● **WHAT THE TASK REQUIRES**:
Filter this listing down to the lines that contain the word "crate", and copy them.

::::::::::

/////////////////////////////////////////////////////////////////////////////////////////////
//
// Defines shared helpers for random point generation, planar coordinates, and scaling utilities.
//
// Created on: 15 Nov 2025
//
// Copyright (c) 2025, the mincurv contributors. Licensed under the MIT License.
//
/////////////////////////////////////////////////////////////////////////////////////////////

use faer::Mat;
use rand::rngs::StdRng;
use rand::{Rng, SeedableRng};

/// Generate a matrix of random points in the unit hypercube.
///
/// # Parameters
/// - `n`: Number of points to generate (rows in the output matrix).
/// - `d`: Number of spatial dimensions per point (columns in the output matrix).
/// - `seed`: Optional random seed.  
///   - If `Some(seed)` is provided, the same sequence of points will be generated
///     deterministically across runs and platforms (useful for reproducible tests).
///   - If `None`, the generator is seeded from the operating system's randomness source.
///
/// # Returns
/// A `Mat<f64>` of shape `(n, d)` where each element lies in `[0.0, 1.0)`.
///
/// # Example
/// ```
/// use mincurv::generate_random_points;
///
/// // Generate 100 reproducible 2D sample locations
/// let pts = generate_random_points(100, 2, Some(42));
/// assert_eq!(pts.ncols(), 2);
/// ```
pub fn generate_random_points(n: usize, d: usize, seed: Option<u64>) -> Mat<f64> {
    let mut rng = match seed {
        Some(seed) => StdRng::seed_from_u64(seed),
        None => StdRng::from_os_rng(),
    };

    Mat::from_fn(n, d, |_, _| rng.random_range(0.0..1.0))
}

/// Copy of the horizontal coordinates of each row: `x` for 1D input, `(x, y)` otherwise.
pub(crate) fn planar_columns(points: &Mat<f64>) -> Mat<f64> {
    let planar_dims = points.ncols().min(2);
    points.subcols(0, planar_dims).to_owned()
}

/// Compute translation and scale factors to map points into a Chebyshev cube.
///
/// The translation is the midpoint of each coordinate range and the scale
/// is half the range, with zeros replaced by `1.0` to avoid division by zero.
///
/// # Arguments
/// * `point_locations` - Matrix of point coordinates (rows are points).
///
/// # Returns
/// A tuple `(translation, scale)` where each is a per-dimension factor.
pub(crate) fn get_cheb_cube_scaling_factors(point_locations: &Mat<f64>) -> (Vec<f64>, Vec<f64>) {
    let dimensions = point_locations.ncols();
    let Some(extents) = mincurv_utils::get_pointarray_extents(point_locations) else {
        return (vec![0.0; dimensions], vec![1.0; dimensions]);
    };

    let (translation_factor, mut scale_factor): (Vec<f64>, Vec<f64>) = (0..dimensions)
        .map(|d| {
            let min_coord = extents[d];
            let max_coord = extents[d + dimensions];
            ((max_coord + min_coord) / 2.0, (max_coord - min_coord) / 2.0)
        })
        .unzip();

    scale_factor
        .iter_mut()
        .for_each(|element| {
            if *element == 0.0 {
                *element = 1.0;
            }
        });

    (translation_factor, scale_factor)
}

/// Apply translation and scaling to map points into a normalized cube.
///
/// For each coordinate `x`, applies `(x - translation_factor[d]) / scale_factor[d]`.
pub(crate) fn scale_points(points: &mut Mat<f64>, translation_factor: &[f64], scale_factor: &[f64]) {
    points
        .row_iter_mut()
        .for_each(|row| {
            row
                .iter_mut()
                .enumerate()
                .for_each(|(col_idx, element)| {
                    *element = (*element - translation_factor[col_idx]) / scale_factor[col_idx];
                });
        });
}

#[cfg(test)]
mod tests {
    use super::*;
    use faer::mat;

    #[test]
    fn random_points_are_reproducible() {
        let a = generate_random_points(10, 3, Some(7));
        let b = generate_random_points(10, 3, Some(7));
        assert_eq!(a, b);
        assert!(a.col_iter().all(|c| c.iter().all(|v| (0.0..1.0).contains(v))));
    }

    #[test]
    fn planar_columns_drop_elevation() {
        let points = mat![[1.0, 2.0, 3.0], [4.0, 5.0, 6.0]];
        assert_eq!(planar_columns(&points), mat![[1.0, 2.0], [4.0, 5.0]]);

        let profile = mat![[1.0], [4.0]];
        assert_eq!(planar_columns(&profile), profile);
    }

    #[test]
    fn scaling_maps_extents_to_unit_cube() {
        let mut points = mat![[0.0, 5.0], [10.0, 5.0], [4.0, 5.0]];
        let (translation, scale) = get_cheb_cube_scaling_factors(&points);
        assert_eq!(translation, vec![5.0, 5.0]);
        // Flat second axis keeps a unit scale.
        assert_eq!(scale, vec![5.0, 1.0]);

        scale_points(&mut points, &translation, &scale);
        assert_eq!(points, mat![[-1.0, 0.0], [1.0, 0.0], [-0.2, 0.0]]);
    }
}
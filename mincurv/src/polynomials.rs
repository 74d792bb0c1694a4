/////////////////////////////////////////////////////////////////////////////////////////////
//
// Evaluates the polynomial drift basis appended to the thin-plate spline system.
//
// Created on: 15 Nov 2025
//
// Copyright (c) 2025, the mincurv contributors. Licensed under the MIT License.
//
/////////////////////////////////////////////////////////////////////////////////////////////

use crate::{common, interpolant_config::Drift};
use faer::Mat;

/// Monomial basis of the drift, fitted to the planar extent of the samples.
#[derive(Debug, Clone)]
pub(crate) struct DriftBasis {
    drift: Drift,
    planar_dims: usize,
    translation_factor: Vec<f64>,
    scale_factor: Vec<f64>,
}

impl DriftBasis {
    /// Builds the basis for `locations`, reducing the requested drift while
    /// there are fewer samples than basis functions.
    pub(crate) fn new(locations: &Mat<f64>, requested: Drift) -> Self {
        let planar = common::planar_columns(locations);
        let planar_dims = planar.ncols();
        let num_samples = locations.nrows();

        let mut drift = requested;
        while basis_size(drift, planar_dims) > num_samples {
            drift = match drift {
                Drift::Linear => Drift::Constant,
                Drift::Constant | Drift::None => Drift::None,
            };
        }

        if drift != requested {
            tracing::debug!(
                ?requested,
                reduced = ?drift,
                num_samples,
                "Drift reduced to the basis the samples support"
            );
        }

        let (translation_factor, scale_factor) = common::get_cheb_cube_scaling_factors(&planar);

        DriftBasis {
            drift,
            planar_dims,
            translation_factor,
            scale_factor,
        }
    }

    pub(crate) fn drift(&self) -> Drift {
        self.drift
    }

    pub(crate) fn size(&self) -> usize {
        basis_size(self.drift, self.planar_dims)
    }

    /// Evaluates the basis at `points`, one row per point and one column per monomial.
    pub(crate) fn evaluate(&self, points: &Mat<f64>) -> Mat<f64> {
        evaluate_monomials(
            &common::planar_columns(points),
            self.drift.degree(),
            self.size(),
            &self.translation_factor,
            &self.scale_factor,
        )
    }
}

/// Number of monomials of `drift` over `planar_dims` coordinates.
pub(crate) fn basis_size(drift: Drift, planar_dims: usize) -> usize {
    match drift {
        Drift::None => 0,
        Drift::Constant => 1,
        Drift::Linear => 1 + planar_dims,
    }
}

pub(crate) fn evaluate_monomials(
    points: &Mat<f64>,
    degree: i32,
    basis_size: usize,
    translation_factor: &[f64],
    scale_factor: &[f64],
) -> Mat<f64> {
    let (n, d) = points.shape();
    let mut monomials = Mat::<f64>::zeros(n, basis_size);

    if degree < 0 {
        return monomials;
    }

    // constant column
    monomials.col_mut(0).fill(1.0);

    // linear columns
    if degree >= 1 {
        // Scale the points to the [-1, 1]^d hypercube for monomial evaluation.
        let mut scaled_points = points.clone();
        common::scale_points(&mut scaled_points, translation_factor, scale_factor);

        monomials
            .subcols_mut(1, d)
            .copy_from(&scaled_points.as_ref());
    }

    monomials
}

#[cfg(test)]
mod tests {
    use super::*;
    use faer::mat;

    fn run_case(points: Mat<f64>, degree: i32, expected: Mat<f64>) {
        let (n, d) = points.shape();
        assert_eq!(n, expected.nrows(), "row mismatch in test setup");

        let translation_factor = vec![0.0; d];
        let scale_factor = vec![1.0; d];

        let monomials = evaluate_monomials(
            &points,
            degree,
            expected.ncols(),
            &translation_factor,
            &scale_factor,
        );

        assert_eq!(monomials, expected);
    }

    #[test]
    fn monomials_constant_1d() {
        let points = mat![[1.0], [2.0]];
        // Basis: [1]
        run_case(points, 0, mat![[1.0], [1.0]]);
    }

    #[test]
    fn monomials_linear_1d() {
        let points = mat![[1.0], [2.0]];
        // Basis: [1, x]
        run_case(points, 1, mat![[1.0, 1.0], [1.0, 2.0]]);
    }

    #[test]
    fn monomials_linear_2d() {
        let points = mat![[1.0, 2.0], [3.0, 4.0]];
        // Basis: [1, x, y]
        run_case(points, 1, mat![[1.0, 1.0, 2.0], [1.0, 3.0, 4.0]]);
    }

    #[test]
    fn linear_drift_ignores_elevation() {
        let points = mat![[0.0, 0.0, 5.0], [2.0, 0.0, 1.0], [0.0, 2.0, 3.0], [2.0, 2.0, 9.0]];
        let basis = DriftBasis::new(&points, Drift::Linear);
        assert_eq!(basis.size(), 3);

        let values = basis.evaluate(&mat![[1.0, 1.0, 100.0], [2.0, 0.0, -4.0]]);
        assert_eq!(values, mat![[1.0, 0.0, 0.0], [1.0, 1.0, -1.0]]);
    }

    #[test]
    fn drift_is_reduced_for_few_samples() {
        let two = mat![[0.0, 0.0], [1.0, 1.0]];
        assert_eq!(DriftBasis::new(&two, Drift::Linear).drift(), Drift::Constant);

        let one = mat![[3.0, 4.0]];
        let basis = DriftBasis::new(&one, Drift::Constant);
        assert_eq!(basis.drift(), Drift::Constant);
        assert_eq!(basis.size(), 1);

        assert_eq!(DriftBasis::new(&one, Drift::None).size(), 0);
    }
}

::::::::::

● **PROBLEM SOLUTION**:
pub(crate) fn planar_columns(points: &Mat<f64>) -> Mat<f64> {
pub(crate) fn get_cheb_cube_scaling_factors(point_locations: &Mat<f64>) -> (Vec<f64>, Vec<f64>) {
pub(crate) fn scale_points(points: &mut Mat<f64>, translation_factor: &[f64], scale_factor: &[f64]) {
use crate::{common, interpolant_config::Drift};
pub(crate) struct DriftBasis {
    pub(crate) fn new(locations: &Mat<f64>, requested: Drift) -> Self {
    pub(crate) fn drift(&self) -> Drift {
    pub(crate) fn size(&self) -> usize {
    pub(crate) fn evaluate(&self, points: &Mat<f64>) -> Mat<f64> {
pub(crate) fn basis_size(drift: Drift, planar_dims: usize) -> usize {
pub(crate) fn evaluate_monomials(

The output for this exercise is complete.